Starting from 2023, race organizers tried a different approach. They organized the race during the summer, July or August, when the weather is warmer (-2 C in August 2023), which allowed runners to travel to the Pole on a French icebreaker, Le Commandant Charcot, from Longyearbyen, which takes about a week. Runners needed to wear fewer thermal layers, but did need to wear life vests for safety while running over the thinner ice. Armed guards stood by to protect runners from polar bears. In 2026, organizers said the race course ice disappeared hours after the race ended.

==Results==
===Past winners===
Key:

| Edition | Year | Men's winner | Time (h:m:s) | Women's winner | Time (h:m:s) |
|---|---|---|---|---|---|
| 1st | 2003 | Martin Tighe (GBR) | 5:02:10 | Mary Ritz (USA) |  |
| 2nd | 2004 | Sean Burch (USA) | 3:43:17 | Stevie Matthews (GBR) | 7:55:32 |
| — | 2005 | Cancelled |  |  |  |
| 3rd | 2006 | Michael Collins (IRE) | 4:28:35 | Alison Hamlett (GBR) | 5:52:56 |
| 4th | 2007 | Thomas Maguire (IRE) | 3:36:10 | Susan Holliday (GBR) | 6:17:40 |
| 5th | 2008 | Ahn Byeung-sik (KOR) | 4:02:37 | Cathrine Due (DEN) | 5:37:14 |
| 6th | 2009 | Evgeniy Gorkov (RUS) | 4:27:05 | Pushpa Chandra (CAN) | 7:27:31 |
| 7th | 2010 | Joep Rozendal (NED) | 5:00:58 | Emer Dooley (IRE) | 5:56:54 |
| 8th | 2011 | István Tóth (HUN) | 4:54:03 | Richelle Turner (AUS) | 6:03:06 |
| 9th | 2012 | Andrew Murray (GBR) | 4:17:08 | Demelza Farr (AUS) | 6:06:36 |
| 10th | 2013 | Gary Thornton (IRE) | 3:49:29 | Fiona Oakes (GBR) | 4:53:10 |
| 11th | 2014 | Michael Wardian (USA) | 4:07:40 | Anne-Marie Flammersfeld (GER) | 4:52:45 |
| 12th | 2015 | Petr Vabroušek (CZE) | 4:22:24 | Heather Hawkins (AUS) | 6:57:39 |
| 13th | 2016 | Dorn Wenninger (USA) | 5:17:33 | Gulzhamal DeFelice (USA) | 5:50:12 |
| 14th | 2017 | Piotr Suchenia (POL) | 4:06:34 | Frédérique Laurent (FRA) | 6:21:03 |
| 15th | 2018 | Argyrios Papathanasopoulos (GRE) | 4:34:36 | Guoping Xie (CHN) | 6:43:20 |
| — | 2019-2022 | Cancelled |  |  |  |
| 16th | 2023 | Patrick Charlebois (CAN) | 3:48:41 | Melissa Kullander (USA) | 5:24:39 |
| 17th | 2024 | William Hafferty (USA) | 3:14:49 | Katherine Kowalchek (USA) | 5:36:00 |
| 18th | 2025 | Oleg Polyntsev (GBR) | 3:43:25 | Becca Pizzi (USA) | 4:46:26 |
| 19th | 2026 | Shengxian Wang (CHN) | 3:52:22 | Rikke Dam (DEN) | 6:54:02 |

==Notable participants and achievements==
Explorer Sir Ranulph Fiennes came second in the 2004 race.
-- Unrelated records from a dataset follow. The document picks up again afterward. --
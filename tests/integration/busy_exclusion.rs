//! Busy-flag mutual exclusion and install/repair serialization.

use packsync::state::OrchestrationState;
use packsync::test_utils::{Delays, ManifestFixture, MockBridge, test_orchestrator, wait_until};
use packsync::{InstallOptions, VerifyOptions};
use std::path::Path;
use std::sync::Arc;
use std::sync::atomic::{AtomicUsize, Ordering};
use std::time::Duration;
use tokio::sync::watch;
use tokio::task::JoinHandle;

/// Record the highest busy-flag count seen on every state change.
fn watch_busy_flags(
    mut receiver: watch::Receiver<OrchestrationState>,
) -> (Arc<AtomicUsize>, JoinHandle<()>) {
    let max_seen = Arc::new(AtomicUsize::new(0));
    let handle = {
        let max_seen = Arc::clone(&max_seen);
        tokio::spawn(async move {
            while receiver.changed().await.is_ok() {
                let count = receiver.borrow_and_update().busy_flag_count();
                max_seen.fetch_max(count, Ordering::SeqCst);
            }
        })
    };
    (max_seen, handle)
}

#[tokio::test(flavor = "multi_thread", worker_threads = 4)]
async fn test_at_most_one_busy_flag_under_contention() {
    let manifest = ManifestFixture::with_version("2.0.0");
    let bridge = Arc::new(MockBridge::new(manifest.clone()));
    bridge.set_progress_script(ManifestFixture::progress_for(&manifest));
    bridge.set_delays(Delays {
        install: Duration::from_millis(20),
        verify: Duration::from_millis(20),
        ..Delays::default()
    });
    let orchestrator = test_orchestrator(&bridge, Path::new("/games/pack")).await;
    orchestrator.check_updates().await.unwrap();

    let (max_seen, watcher) = watch_busy_flags(orchestrator.subscribe());

    let mut handles = Vec::new();
    for i in 0..6 {
        let orchestrator = orchestrator.clone();
        handles.push(tokio::spawn(async move {
            match i % 3 {
                0 => orchestrator.install(InstallOptions::blocking()).await.map(|_| ()),
                1 => orchestrator.install(InstallOptions::voluntary()).await.map(|_| ()),
                _ => orchestrator.verify_and_repair(VerifyOptions::manual()).await.map(|_| ()),
            }
        }));
    }
    for handle in handles {
        handle.await.unwrap().unwrap();
    }
    // Two manual repairs plus one silent pass per successful install.
    assert!(wait_until(|| bridge.verify_calls() == 6).await);
    assert!(wait_until(|| !orchestrator.snapshot().is_busy()).await);

    watcher.abort();
    assert_eq!(max_seen.load(Ordering::SeqCst), 1);
    assert_eq!(bridge.max_concurrent_writers(), 1);
}

#[tokio::test]
async fn test_repair_waits_for_running_install() {
    let bridge = Arc::new(MockBridge::new(ManifestFixture::with_version("1.0.0")));
    bridge.set_delays(Delays {
        install: Duration::from_millis(100),
        ..Delays::default()
    });
    let orchestrator = test_orchestrator(&bridge, Path::new("/games/pack")).await;
    orchestrator.check_updates().await.unwrap();

    let (install, repair) = tokio::join!(
        orchestrator.install(InstallOptions::voluntary()),
        orchestrator.verify_and_repair(VerifyOptions::manual())
    );

    install.unwrap();
    assert_eq!(repair.unwrap().as_deref(), Some("Verified"));
    assert_eq!(bridge.max_concurrent_writers(), 1);
    assert!(!orchestrator.snapshot().is_busy());
}

#[tokio::test]
async fn test_silent_verify_does_not_touch_foreground_state() {
    let manifest = ManifestFixture::with_version("1.0.0");
    let bridge = Arc::new(MockBridge::new(manifest.clone()));
    bridge.set_progress_script(ManifestFixture::progress_for(&manifest));
    bridge.set_delays(Delays {
        verify: Duration::from_millis(100),
        ..Delays::default()
    });
    let orchestrator = test_orchestrator(&bridge, Path::new("/games/pack")).await;
    orchestrator.check_updates().await.unwrap();
    orchestrator.install(InstallOptions::voluntary()).await.unwrap();

    // Post-install verification runs in the background.
    let mut receiver = orchestrator.subscribe();
    receiver
        .wait_for(|state| state.is_verifying)
        .await
        .unwrap();

    let state = orchestrator.snapshot();
    assert!(!state.is_downloading);
    assert!(!state.is_blocked_for_install);
    assert_eq!(state.download_progress, None);
    assert_eq!(bridge.progress_subscribers(), 0);

    receiver.wait_for(|state| !state.is_busy()).await.unwrap();
    assert_eq!(bridge.verify_calls(), 1);
}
Mark Pollock of Ireland became the first blind athlete to complete a marathon at the North Pole during the 2004 event. Guided by John O'Regan, he finished in 5:51:48.
The 2006 race was won by Irish novelist Michael Collins. In 2007, William Tan, a wheelchair competitor, completed a marathon distance in 21 hours and 10 minutes. In 2010, Jamie Cuthbertson, a blind runner from the United Kingdom completed the race in 7:37:02. In 2016, 78 year old Michel Ribet (FRA/USA) became the oldest runner to complete the marathon in 8:15:10, at 78 years old. In 2018, escorted blind runner Gary Leung Siu-wai finished, becoming the first blind runner to complete both the North Pole and Antarctic Ice Marathon & 100k ultra race. In 2024, Susan Ragon (USA) became the oldest woman to complete the North Pole Marathon when she was 73 years old; she fell and broke her wrist before completing in 8:58:33. In 2026, Rikke Dam (DEN) who won the women's race in 6:54:02, ran with her husband and 14 year old son Felix Dam.

The tournament men's record of 3:36:10 was set by Thomas Maguire (IRL) in 2007, then broken by Billy Hafferty's (USA) 3:14:49 in 2024. The tournament women's record of 4:46:26 was set by Becca Pizzi (USA) in 2025.